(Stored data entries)
+ + +

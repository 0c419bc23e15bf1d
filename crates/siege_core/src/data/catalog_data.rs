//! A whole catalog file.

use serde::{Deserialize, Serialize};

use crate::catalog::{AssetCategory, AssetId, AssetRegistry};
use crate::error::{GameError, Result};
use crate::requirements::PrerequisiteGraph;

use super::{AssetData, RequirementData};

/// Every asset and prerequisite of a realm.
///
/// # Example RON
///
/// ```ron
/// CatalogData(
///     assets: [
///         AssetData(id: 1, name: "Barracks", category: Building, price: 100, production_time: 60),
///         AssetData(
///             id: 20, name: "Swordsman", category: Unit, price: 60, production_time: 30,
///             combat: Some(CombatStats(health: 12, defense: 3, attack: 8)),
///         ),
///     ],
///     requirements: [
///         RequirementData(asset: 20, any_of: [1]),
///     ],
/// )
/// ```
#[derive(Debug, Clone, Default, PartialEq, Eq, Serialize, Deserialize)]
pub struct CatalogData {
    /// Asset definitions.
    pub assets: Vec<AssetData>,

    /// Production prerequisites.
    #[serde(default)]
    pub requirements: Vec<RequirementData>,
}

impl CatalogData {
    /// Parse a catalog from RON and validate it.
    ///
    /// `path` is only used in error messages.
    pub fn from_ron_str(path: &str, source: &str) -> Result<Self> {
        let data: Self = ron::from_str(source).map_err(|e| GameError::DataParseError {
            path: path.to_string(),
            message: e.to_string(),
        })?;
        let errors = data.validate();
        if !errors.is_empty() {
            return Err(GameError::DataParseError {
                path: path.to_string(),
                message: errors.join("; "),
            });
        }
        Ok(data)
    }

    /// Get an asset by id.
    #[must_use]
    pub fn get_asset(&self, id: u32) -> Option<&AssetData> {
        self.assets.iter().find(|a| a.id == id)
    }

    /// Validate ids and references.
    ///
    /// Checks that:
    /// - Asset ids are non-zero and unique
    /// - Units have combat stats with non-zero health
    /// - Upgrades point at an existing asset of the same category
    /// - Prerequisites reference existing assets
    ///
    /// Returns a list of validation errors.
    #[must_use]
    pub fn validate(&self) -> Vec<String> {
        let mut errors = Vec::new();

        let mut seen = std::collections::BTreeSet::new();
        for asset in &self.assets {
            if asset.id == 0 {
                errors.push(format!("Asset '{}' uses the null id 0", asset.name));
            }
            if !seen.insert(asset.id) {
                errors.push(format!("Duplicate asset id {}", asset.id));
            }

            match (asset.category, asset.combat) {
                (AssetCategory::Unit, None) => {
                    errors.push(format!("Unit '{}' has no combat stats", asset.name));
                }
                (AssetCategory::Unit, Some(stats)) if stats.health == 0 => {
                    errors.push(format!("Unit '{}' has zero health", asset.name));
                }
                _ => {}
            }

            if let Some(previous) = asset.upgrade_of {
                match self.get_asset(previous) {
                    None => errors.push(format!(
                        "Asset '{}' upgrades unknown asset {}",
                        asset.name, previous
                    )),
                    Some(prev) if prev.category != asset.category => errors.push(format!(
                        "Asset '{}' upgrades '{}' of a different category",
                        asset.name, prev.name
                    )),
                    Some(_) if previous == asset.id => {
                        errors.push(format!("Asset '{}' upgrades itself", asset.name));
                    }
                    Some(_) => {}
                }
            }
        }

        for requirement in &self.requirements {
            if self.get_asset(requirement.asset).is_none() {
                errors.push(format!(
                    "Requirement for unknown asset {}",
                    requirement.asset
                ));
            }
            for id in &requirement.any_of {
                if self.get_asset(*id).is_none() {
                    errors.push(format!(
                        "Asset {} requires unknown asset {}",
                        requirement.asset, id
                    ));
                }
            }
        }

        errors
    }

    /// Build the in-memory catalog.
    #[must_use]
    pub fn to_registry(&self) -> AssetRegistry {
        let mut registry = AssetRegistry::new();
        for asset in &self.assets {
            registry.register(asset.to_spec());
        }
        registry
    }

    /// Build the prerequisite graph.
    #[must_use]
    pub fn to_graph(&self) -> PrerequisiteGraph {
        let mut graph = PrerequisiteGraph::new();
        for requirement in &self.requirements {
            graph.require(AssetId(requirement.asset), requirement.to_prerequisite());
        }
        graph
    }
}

+ + +

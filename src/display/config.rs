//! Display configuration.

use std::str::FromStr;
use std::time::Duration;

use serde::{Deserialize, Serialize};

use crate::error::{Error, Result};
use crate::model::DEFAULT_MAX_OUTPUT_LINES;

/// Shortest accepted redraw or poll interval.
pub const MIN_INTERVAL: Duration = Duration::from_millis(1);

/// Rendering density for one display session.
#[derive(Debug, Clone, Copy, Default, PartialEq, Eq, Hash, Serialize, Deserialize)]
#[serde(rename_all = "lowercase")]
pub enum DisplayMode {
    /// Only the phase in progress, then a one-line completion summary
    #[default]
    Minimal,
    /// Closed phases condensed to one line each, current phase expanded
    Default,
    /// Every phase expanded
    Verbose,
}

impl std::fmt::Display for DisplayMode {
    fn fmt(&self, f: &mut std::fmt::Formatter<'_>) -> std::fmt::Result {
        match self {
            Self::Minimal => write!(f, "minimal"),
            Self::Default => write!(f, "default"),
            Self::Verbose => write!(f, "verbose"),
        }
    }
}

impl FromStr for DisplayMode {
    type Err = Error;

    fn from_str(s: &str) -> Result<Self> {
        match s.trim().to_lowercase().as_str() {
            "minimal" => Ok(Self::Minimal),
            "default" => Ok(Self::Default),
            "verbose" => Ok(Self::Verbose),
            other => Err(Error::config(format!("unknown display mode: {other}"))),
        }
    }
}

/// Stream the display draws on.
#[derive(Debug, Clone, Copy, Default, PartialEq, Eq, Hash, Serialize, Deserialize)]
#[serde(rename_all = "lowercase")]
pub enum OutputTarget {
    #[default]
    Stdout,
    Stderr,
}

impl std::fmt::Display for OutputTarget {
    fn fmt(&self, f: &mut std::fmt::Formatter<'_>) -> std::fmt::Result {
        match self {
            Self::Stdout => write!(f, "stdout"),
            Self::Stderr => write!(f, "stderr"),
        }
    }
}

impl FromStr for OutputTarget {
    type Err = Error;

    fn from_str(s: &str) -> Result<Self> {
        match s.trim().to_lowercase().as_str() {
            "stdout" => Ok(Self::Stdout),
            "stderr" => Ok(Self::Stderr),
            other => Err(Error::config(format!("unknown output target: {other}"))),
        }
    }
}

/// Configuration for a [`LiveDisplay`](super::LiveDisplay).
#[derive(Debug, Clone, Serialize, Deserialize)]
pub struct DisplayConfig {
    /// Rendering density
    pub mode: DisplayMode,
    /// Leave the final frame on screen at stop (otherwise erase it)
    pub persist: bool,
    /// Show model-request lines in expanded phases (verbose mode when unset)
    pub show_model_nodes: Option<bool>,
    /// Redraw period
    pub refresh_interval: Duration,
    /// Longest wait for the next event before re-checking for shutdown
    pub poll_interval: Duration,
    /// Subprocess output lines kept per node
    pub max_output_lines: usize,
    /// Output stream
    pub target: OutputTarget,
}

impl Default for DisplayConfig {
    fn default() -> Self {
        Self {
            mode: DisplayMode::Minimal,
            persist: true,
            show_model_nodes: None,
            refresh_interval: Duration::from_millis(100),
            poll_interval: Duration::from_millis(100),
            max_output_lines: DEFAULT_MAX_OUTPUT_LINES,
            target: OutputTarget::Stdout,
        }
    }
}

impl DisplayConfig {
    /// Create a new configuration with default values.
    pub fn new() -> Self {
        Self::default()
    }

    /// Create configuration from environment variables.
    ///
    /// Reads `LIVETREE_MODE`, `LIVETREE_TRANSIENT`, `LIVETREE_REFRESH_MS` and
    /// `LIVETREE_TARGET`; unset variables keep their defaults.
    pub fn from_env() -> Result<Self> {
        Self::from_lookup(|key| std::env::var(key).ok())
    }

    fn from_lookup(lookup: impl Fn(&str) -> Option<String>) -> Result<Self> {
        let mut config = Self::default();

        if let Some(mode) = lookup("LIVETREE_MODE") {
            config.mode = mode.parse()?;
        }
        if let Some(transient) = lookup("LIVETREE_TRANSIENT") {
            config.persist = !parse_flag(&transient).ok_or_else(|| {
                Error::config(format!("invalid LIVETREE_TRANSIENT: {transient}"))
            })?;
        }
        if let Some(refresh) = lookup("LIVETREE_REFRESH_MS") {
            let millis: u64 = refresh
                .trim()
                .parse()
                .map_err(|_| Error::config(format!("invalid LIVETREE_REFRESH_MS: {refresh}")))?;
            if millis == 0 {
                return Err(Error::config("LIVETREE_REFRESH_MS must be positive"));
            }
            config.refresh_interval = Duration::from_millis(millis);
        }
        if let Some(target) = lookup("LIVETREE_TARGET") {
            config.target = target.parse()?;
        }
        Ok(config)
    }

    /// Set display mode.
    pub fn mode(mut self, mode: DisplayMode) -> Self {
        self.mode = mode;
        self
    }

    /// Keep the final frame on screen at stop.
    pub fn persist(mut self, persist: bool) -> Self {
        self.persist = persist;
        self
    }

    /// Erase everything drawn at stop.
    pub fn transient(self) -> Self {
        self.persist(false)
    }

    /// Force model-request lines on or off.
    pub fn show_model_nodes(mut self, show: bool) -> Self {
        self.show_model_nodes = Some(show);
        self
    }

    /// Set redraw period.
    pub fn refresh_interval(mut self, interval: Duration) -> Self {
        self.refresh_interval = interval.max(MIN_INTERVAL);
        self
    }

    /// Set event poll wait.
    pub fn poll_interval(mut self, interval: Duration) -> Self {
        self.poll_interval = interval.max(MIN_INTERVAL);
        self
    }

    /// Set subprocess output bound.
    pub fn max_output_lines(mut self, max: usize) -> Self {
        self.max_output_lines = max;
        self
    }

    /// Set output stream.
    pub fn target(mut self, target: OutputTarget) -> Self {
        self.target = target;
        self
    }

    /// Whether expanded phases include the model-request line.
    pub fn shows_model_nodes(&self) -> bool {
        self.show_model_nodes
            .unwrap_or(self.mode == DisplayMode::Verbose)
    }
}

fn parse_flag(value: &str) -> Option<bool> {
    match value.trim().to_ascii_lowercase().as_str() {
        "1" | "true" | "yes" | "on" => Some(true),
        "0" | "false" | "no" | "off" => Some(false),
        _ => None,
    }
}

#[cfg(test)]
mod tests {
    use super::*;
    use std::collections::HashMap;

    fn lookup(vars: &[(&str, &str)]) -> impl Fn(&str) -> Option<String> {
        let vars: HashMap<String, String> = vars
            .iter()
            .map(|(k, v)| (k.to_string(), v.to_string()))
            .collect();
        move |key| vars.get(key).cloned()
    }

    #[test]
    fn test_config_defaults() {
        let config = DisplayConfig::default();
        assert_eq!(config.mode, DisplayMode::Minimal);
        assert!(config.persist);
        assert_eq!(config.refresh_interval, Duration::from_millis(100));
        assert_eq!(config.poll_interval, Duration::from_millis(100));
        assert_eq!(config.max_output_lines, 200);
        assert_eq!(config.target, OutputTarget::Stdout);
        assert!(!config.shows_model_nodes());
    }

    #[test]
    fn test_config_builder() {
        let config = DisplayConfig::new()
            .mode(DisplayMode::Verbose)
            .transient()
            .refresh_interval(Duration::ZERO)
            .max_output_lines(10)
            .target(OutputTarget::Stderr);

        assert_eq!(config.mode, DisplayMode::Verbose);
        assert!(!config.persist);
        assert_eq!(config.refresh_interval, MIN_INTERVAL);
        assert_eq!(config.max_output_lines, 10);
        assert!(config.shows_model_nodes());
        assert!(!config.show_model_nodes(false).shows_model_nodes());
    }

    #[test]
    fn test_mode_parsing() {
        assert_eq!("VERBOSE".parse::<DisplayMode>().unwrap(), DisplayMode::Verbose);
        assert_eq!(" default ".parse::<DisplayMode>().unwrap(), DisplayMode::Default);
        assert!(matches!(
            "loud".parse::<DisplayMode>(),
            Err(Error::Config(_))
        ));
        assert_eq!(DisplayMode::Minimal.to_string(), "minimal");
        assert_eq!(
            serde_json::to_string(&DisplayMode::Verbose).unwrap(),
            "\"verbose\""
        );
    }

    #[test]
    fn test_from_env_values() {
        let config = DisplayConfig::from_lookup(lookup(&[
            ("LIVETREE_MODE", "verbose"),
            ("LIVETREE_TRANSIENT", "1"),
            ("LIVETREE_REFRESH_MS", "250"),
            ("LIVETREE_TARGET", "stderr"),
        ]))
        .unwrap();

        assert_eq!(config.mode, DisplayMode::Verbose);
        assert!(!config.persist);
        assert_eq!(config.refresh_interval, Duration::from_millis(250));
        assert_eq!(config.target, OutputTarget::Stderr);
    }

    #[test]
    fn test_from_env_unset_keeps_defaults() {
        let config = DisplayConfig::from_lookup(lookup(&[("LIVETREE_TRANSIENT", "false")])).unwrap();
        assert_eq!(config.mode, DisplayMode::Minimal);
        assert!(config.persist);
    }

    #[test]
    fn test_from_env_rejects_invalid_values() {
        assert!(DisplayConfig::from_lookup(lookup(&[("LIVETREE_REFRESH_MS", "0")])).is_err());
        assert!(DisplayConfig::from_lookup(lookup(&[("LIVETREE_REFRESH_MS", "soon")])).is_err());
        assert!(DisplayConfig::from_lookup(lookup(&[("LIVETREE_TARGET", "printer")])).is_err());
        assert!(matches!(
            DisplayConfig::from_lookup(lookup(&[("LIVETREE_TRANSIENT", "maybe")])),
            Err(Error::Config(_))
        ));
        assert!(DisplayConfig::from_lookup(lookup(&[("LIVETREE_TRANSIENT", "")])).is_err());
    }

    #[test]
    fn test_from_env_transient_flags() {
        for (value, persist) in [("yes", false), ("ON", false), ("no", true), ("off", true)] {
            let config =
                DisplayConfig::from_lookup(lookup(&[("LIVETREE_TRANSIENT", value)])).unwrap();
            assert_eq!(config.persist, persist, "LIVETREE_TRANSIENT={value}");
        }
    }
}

+ + +

* [Task statement]: Search the entries for the string "CatalogData" and collect each line that has it.

* [Output below]:
/// CatalogData(
pub struct CatalogData {
impl CatalogData {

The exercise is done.